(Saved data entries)

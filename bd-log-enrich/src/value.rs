// shared-core - bitdrift's common client/server libraries
// Copyright Bitdrift, Inc. All rights reserved.
//
// Use of this source code is governed by a source available license that can be found in the
// LICENSE file or at:
// https://polyformproject.org/wp-content/uploads/2020/06/PolyForm-Shield-1.0.0.txt

#[cfg(test)]
#[path = "./value_test.rs"]
mod value_test;

use bd_log_primitives::LogFieldValue;
use ordered_float::NotNan;
use serde::Serialize;
use std::sync::Arc;

//
// PropertyValue
//

/// The value stored for a single property in a `PropertyBag`.
#[derive(Debug, Clone, PartialEq)]
pub enum PropertyValue {
  /// An explicitly empty value. This is distinct from the property not being present at all.
  Null,
  Scalar(LogFieldValue),
  /// A value with internal structure. Whether the structure is expanded when the property is
  /// attached to a log event is controlled by the per-property destructure flag.
  Structured(serde_json::Value),
}

impl PropertyValue {
  /// Captures any serializable value as a structured value.
  pub fn structured<T: Serialize + ?Sized>(value: &T) -> serde_json::Result<Self> {
    Ok(Self::Structured(serde_json::to_value(value)?))
  }

  #[must_use]
  pub const fn is_null(&self) -> bool {
    matches!(self, Self::Null)
  }

  #[must_use]
  pub const fn as_scalar(&self) -> Option<&LogFieldValue> {
    match self {
      Self::Scalar(v) => Some(v),
      Self::Null | Self::Structured(_) => None,
    }
  }

  #[must_use]
  pub fn as_str(&self) -> Option<&str> {
    self.as_scalar().and_then(LogFieldValue::as_str)
  }
}

impl From<LogFieldValue> for PropertyValue {
  fn from(value: LogFieldValue) -> Self {
    Self::Scalar(value)
  }
}

impl From<serde_json::Value> for PropertyValue {
  fn from(value: serde_json::Value) -> Self {
    Self::Structured(value)
  }
}

impl<T: Into<PropertyValue>> From<Option<T>> for PropertyValue {
  fn from(value: Option<T>) -> Self {
    value.map_or(Self::Null, Into::into)
  }
}

macro_rules! impl_scalar_from {
  ($($t:ty),*) => {
    $(
      impl From<$t> for PropertyValue {
        fn from(v: $t) -> Self {
          Self::Scalar(v.into())
        }
      }
    )*
  };
}

impl_scalar_from!(
  String,
  &str,
  Arc<str>,
  Vec<u8>,
  &[u8],
  bool,
  u8,
  u16,
  u32,
  u64,
  i8,
  i16,
  i32,
  i64,
  NotNan<f64>
);

// NaN has no scalar representation and becomes `Null`.
impl From<f64> for PropertyValue {
  fn from(v: f64) -> Self {
    NotNan::new(v).map_or(Self::Null, Self::from)
  }
}

impl From<f32> for PropertyValue {
  fn from(v: f32) -> Self {
    Self::from(f64::from(v))
  }
}

impl From<&String> for PropertyValue {
  fn from(v: &String) -> Self {
    Self::Scalar(v.as_str().into())
  }
}

impl std::fmt::Display for PropertyValue {
  fn fmt(&self, f: &mut std::fmt::Formatter<'_>) -> std::fmt::Result {
    match self {
      Self::Null => write!(f, "null"),
      Self::Scalar(v) => write!(f, "{v}"),
      Self::Structured(v) => write!(f, "{v}"),
    }
  }
}
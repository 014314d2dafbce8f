//! # Instance Discovery
//!
//! Abstraction over the host application's component discovery: given a
//! running process, enumerate the live object instances it knows about. The
//! coordinator never constructs handler instances itself; it filters a
//! snapshot supplied by the host against the binding registry.
//!
//! Whether an instance satisfies the handler contract is a compile-time fact
//! known where the snapshot is built, so [`AnyInstance`] makes the capability
//! check explicit: a discovered instance either carries a usable
//! `Arc<dyn JobHandler>` or it is opaque. An opaque instance whose declared
//! type has binding metadata attached is a configuration mistake the
//! registration step logs and skips.

use crate::handler::JobHandler;
use std::any::Any;
use std::sync::Arc;

/// A live instance surfaced by one enumeration pass
#[derive(Clone)]
pub enum AnyInstance {
    /// The instance satisfies the handler contract
    Handler(Arc<dyn JobHandler>),
    /// Any other live object the host process knows about
    Other(Arc<dyn Any + Send + Sync>),
}

impl std::fmt::Debug for AnyInstance {
    fn fmt(&self, f: &mut std::fmt::Formatter<'_>) -> std::fmt::Result {
        match self {
            AnyInstance::Handler(h) => write!(f, "AnyInstance::Handler({})", h.handler_name()),
            AnyInstance::Other(_) => write!(f, "AnyInstance::Other"),
        }
    }
}

/// One entry in a discovery snapshot: a live instance plus the type
/// identifier it was declared under
#[derive(Debug, Clone)]
pub struct DiscoveredInstance {
    /// Type identifier matching the one used when binding metadata
    pub declared_type: String,
    pub instance: AnyInstance,
}

impl DiscoveredInstance {
    /// Create a snapshot entry for an instance satisfying the handler contract
    pub fn handler(declared_type: impl Into<String>, handler: Arc<dyn JobHandler>) -> Self {
        Self {
            declared_type: declared_type.into(),
            instance: AnyInstance::Handler(handler),
        }
    }

    /// Create a snapshot entry for any other live instance
    pub fn other(declared_type: impl Into<String>, instance: Arc<dyn Any + Send + Sync>) -> Self {
        Self {
            declared_type: declared_type.into(),
            instance: AnyInstance::Other(instance),
        }
    }
}

/// Enumeration capability supplied by the host application
///
/// `enumerate_instances` returns a snapshot, taken once per registration
/// pass, of every live instance the host process knows about. An `Err`
/// return fails the whole registration step for the workflow being
/// registered.
pub trait InstanceDiscovery: Send + Sync {
    fn enumerate_instances(&self) -> anyhow::Result<Vec<DiscoveredInstance>>;
}
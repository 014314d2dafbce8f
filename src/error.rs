//! # Error Types
//!
//! Structured error handling for the coordinator using thiserror.
//!
//! Structural failures (bad configuration, failed deployment, failed instance
//! enumeration) surface through [`FlowbindError`] and are fatal to the
//! affected workflow's startup. Failures local to one handler or one job type
//! are logged and contained by the lifecycle steps instead of being raised
//! here.

use thiserror::Error;

/// Errors that escalate to the caller of a lifecycle operation
#[derive(Error, Debug)]
pub enum FlowbindError {
    #[error("Configuration error: {message}")]
    Configuration { message: String },

    #[error("Deployment failed for workflow '{workflow_name}': {message}")]
    Deployment {
        workflow_name: String,
        message: String,
    },

    #[error("Worker registration failed for workflow '{workflow_name}': {message}")]
    WorkerRegistration {
        workflow_name: String,
        message: String,
    },
}

impl FlowbindError {
    /// Create a configuration error
    pub fn configuration(message: impl Into<String>) -> Self {
        Self::Configuration {
            message: message.into(),
        }
    }

    /// Create a deployment error with workflow context
    pub fn deployment(workflow_name: impl Into<String>, message: impl Into<String>) -> Self {
        Self::Deployment {
            workflow_name: workflow_name.into(),
            message: message.into(),
        }
    }

    /// Create a worker registration error with workflow context
    pub fn worker_registration(
        workflow_name: impl Into<String>,
        message: impl Into<String>,
    ) -> Self {
        Self::WorkerRegistration {
            workflow_name: workflow_name.into(),
            message: message.into(),
        }
    }
}

pub type Result<T> = std::result::Result<T, FlowbindError>;
//! # Jobs and Acknowledgements
//!
//! A [`Job`] is one unit of work the engine hands to a subscribed handler. It
//! is immutable for the duration of handling, and its terminal result is
//! exactly one [`Acknowledgement`]: `Completed` with output variables or
//! `Failed` with a message.
//!
//! Exactly-once acknowledgement is enforced at the type level: the only ways
//! to produce an [`Acknowledgement`] for a job are [`Job::complete`] and
//! [`Job::fail`], both of which consume the job.

use serde::{Deserialize, Serialize};
use std::collections::HashMap;

/// Structured key/value variables carried by jobs and acknowledgements
pub type Variables = HashMap<String, serde_json::Value>;

/// One unit of work delivered by the engine to a subscribed handler
#[derive(Debug, Clone, Serialize, Deserialize)]
pub struct Job {
    key: String,
    job_type: String,
    variables: Variables,
    custom_headers: Variables,
}

impl Job {
    pub fn new(
        key: impl Into<String>,
        job_type: impl Into<String>,
        variables: Variables,
        custom_headers: Variables,
    ) -> Self {
        Self {
            key: key.into(),
            job_type: job_type.into(),
            variables,
            custom_headers,
        }
    }

    /// Opaque engine-assigned identifier for this job
    pub fn key(&self) -> &str {
        &self.key
    }

    /// The job type this job was delivered under
    pub fn job_type(&self) -> &str {
        &self.job_type
    }

    /// Input variables delivered with the job
    pub fn variables(&self) -> &Variables {
        &self.variables
    }

    /// Look up a single input variable by name
    pub fn variable(&self, name: &str) -> Option<&serde_json::Value> {
        self.variables.get(name)
    }

    /// Custom headers attached to the job by the process definition
    pub fn custom_headers(&self) -> &Variables {
        &self.custom_headers
    }

    /// Acknowledge the job as completed, consuming it
    pub fn complete(self, variables: Variables) -> Acknowledgement {
        Acknowledgement::Completed { variables }
    }

    /// Acknowledge the job as failed, consuming it
    pub fn fail(self, message: impl Into<String>) -> Acknowledgement {
        Acknowledgement::Failed {
            message: message.into(),
        }
    }
}

/// Terminal result a handler produces for a job
#[derive(Debug, Clone, PartialEq, Serialize, Deserialize)]
pub enum Acknowledgement {
    /// Job finished successfully with output variables for the engine
    Completed { variables: Variables },
    /// Job failed with a message the engine can surface or act on
    Failed { message: String },
}

impl Acknowledgement {
    pub fn is_completed(&self) -> bool {
        matches!(self, Acknowledgement::Completed { .. })
    }

    pub fn is_failed(&self) -> bool {
        matches!(self, Acknowledgement::Failed { .. })
    }
}
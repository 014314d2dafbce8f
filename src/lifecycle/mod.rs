//! # Workflow Lifecycle
//!
//! The sequenced startup and teardown of one workflow's engine bindings:
//!
//! - [`DeploymentStep`] deploys the process definition and form files as one
//!   atomic call,
//! - [`WorkerRegistrationStep`] discovers handler instances, validates their
//!   binding metadata, and opens one subscription per job type,
//! - [`LifecycleCoordinator`] enforces the ordering invariant "deployment
//!   completes before any subscription opens" and owns the shutdown sequence.
//!
//! Multiple workflows run independent coordinator instances concurrently and
//! share nothing but the engine connection.

pub mod coordinator;
pub mod deployment;
pub mod registration;

pub use coordinator::{LifecycleCoordinator, WorkflowState};
pub use deployment::DeploymentStep;
pub use registration::WorkerRegistrationStep;
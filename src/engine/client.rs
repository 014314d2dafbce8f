//! # Engine Client Trait
//!
//! Defines the operations the lifecycle coordinator consumes from the remote
//! workflow engine. The host application implements [`EngineClient`] over its
//! pre-configured connection (gRPC/REST channel, auth, token caching); the
//! coordinator never constructs a transport itself.

use crate::engine::job::{Acknowledgement, Job, Variables};
use async_trait::async_trait;
use std::path::PathBuf;
use std::sync::Arc;
use std::time::Duration;
use thiserror::Error;

/// Transport-level errors reported by an engine client implementation
#[derive(Error, Debug)]
pub enum EngineError {
    #[error("Transport error during {operation}: {message}")]
    Transport { operation: String, message: String },

    #[error("A subscription for job type '{job_type}' is already open")]
    DuplicateSubscription { job_type: String },
}

impl EngineError {
    /// Create a transport error
    pub fn transport(operation: impl Into<String>, message: impl Into<String>) -> Self {
        Self::Transport {
            operation: operation.into(),
            message: message.into(),
        }
    }

    /// Create a duplicate subscription error
    pub fn duplicate_subscription(job_type: impl Into<String>) -> Self {
        Self::DuplicateSubscription {
            job_type: job_type.into(),
        }
    }
}

/// Outcome of an atomic resource deployment
#[derive(Debug, Clone, PartialEq, Eq)]
pub struct DeploymentResult {
    /// Engine-assigned key identifying this deployment
    pub deployment_key: String,
    /// Names of the resources the engine accepted, in submission order
    pub resources: Vec<String>,
}

/// Options for opening one job subscription, passed through to the engine
/// client unchanged. Intra-subscription concurrency and timeouts are engine
/// client policy, not coordinator policy.
#[derive(Debug, Clone)]
pub struct SubscriptionRequest {
    pub job_type: String,
    pub worker_identity: Option<String>,
    pub max_concurrent_jobs: usize,
    pub request_timeout: Option<Duration>,
}

/// Dispatch callback a subscription invokes for each delivered job.
///
/// An `Err` return is an unhandled handler fault: the engine client decides
/// whether the job is released back to the queue.
#[async_trait]
pub trait JobDispatch: Send + Sync {
    async fn dispatch(&self, job: Job) -> anyhow::Result<Acknowledgement>;
}

/// Handle to one open, long-lived job subscription
#[async_trait]
pub trait SubscriptionHandle: Send + Sync {
    /// The job type this subscription receives
    fn job_type(&self) -> &str;

    /// Stop intake of new jobs. Jobs already in flight inside a handler run
    /// to completion; close never aborts them.
    async fn close(&self) -> Result<(), EngineError>;
}

impl std::fmt::Debug for dyn SubscriptionHandle {
    fn fmt(&self, f: &mut std::fmt::Formatter<'_>) -> std::fmt::Result {
        f.debug_struct("SubscriptionHandle")
            .field("job_type", &self.job_type())
            .finish()
    }
}

/// The operations the coordinator needs from the remote workflow engine
#[async_trait]
pub trait EngineClient: Send + Sync {
    /// Deploy the given resource files as one atomic deployment call
    async fn deploy_resources_from_files(
        &self,
        paths: &[PathBuf],
    ) -> Result<DeploymentResult, EngineError>;

    /// Open a long-lived subscription for one job type, delivering each job
    /// to `dispatch`
    async fn create_subscription(
        &self,
        request: SubscriptionRequest,
        dispatch: Arc<dyn JobDispatch>,
    ) -> Result<Box<dyn SubscriptionHandle>, EngineError>;

    /// Start a new instance of a deployed process definition, returning the
    /// engine-assigned instance key
    async fn create_process_instance(
        &self,
        process_definition_id: &str,
        variables: Variables,
    ) -> Result<String, EngineError>;
}
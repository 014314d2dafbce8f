//! # Structured Logging Module
//!
//! Environment-aware structured logging that outputs to both console and
//! files for debugging long-lived subscription streams and lifecycle
//! sequencing.

use chrono::Utc;
use std::fs;
use std::path::PathBuf;
use std::process;
use std::sync::OnceLock;
use tracing_subscriber::{fmt, layer::SubscriberExt, util::SubscriberInitExt, EnvFilter, Layer};

static LOGGER_INITIALIZED: OnceLock<()> = OnceLock::new();

/// Initialize structured logging with environment-specific configuration
pub fn init_structured_logging() {
    LOGGER_INITIALIZED.get_or_init(|| {
        let environment = get_environment();
        let log_level = get_log_level(&environment);

        // Create log directory if it doesn't exist
        let log_dir = PathBuf::from("log");
        if !log_dir.exists() {
            fs::create_dir_all(&log_dir).expect("Failed to create log directory");
        }

        // Generate log file name with environment, PID, and timestamp
        let pid = process::id();
        let timestamp = Utc::now().format("%Y%m%d_%H%M%S").to_string();
        let log_filename = format!("{environment}.{pid}.{timestamp}.log");
        let log_path = log_dir.join(&log_filename);

        let file_appender = tracing_appender::rolling::never(&log_dir, log_filename);
        let (file_writer, _guard) = tracing_appender::non_blocking(file_appender);

        let subscriber = tracing_subscriber::registry()
            .with(
                fmt::layer()
                    .with_target(true)
                    .with_thread_ids(true)
                    .with_level(true)
                    .with_ansi(true)
                    .with_filter(EnvFilter::new(log_level.clone())),
            )
            .with(
                fmt::layer()
                    .with_writer(file_writer)
                    .with_target(true)
                    .with_thread_ids(true)
                    .with_level(true)
                    .with_ansi(false)
                    .json()
                    .with_filter(EnvFilter::new(log_level)),
            );

        // Use try_init to avoid panic if global subscriber already set
        if subscriber.try_init().is_err() {
            tracing::debug!(
                "Global tracing subscriber already initialized - continuing with existing subscriber"
            );
        }

        tracing::info!(
            pid = pid,
            environment = %environment,
            log_file = %log_path.display(),
            "🔧 STRUCTURED LOGGING: Initialized with file output"
        );

        // Keep the writer guard alive for the process lifetime
        std::mem::forget(_guard);
    });
}

/// Get current environment from environment variables
fn get_environment() -> String {
    std::env::var("FLOWBIND_ENV")
        .or_else(|_| std::env::var("APP_ENV"))
        .unwrap_or_else(|_| "development".to_string())
}

/// Get log level based on environment
fn get_log_level(environment: &str) -> String {
    match environment {
        "production" => "info".to_string(),
        _ => "debug".to_string(),
    }
}

/// Log structured data for job dispatch operations
pub fn log_job_operation(
    operation: &str,
    workflow_name: &str,
    job_type: &str,
    job_key: Option<&str>,
    status: &str,
    details: Option<&str>,
) {
    tracing::info!(
        operation = %operation,
        workflow_name = %workflow_name,
        job_type = %job_type,
        job_key = job_key,
        status = %status,
        details = details,
        timestamp = %Utc::now().to_rfc3339(),
        "📋 JOB_OPERATION"
    );
}

/// Log structured data for binding registry operations
pub fn log_registry_operation(
    operation: &str,
    handler_type: Option<&str>,
    job_type: Option<&str>,
    workflow_name: Option<&str>,
    status: &str,
    details: Option<&str>,
) {
    tracing::info!(
        operation = %operation,
        handler_type = handler_type,
        job_type = job_type,
        workflow_name = workflow_name,
        status = %status,
        details = details,
        timestamp = %Utc::now().to_rfc3339(),
        "📚 REGISTRY_OPERATION"
    );
}

/// Log structured data for lifecycle stage transitions
pub fn log_lifecycle_operation(
    operation: &str,
    workflow_name: &str,
    stage: &str,
    status: &str,
    details: Option<&str>,
) {
    tracing::info!(
        operation = %operation,
        workflow_name = %workflow_name,
        stage = %stage,
        status = %status,
        details = details,
        timestamp = %Utc::now().to_rfc3339(),
        "🔄 LIFECYCLE_OPERATION"
    );
}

What to produce
From the records above, return each line that includes "close".

Answer to this task
    /// to completion; close never aborts them.
    async fn close(&self) -> Result<(), EngineError>;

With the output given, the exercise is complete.